### What to produce:
Filter the records for "clone" and keep each line that has it.

== Source material

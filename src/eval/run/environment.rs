//! Call-data and code environment instructions.

use primitive_types::U256;

use crate::memory::Memory;

use super::super::util::copy_into_memory;
use super::State;

pub fn calldataload<M: Memory>(state: &mut State<M>) {
    pop!(state, index);

    let data = &state.context.data;
    let mut load = [0u8; 32];
    for (i, byte) in load.iter_mut().enumerate() {
        if let Some(position) = index.checked_add(U256::from(i as u64)) {
            if position < U256::from(data.len()) {
                *byte = data[position.as_usize()];
            }
        }
    }

    push!(state, U256::from_big_endian(&load));
}

pub fn calldatacopy<M: Memory>(state: &mut State<M>) {
    pop!(state, memory_index, data_index, len);
    let data = state.context.data.clone();
    copy_into_memory(&mut state.memory, data.as_slice(), memory_index, data_index, len);
}

pub fn codecopy<M: Memory>(state: &mut State<M>) {
    pop!(state, memory_index, code_index, len);
    let code = state.context.code.clone();
    copy_into_memory(&mut state.memory, code.as_slice(), memory_index, code_index, len);
}

pub fn extcodecopy<M: Memory>(state: &mut State<M>, code: &[u8]) {
    pop!(state, memory_index, code_index, len);
    copy_into_memory(&mut state.memory, code, memory_index, code_index, len);
}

====

### Task answer:
    let data = state.context.data.clone();
    let code = state.context.code.clone();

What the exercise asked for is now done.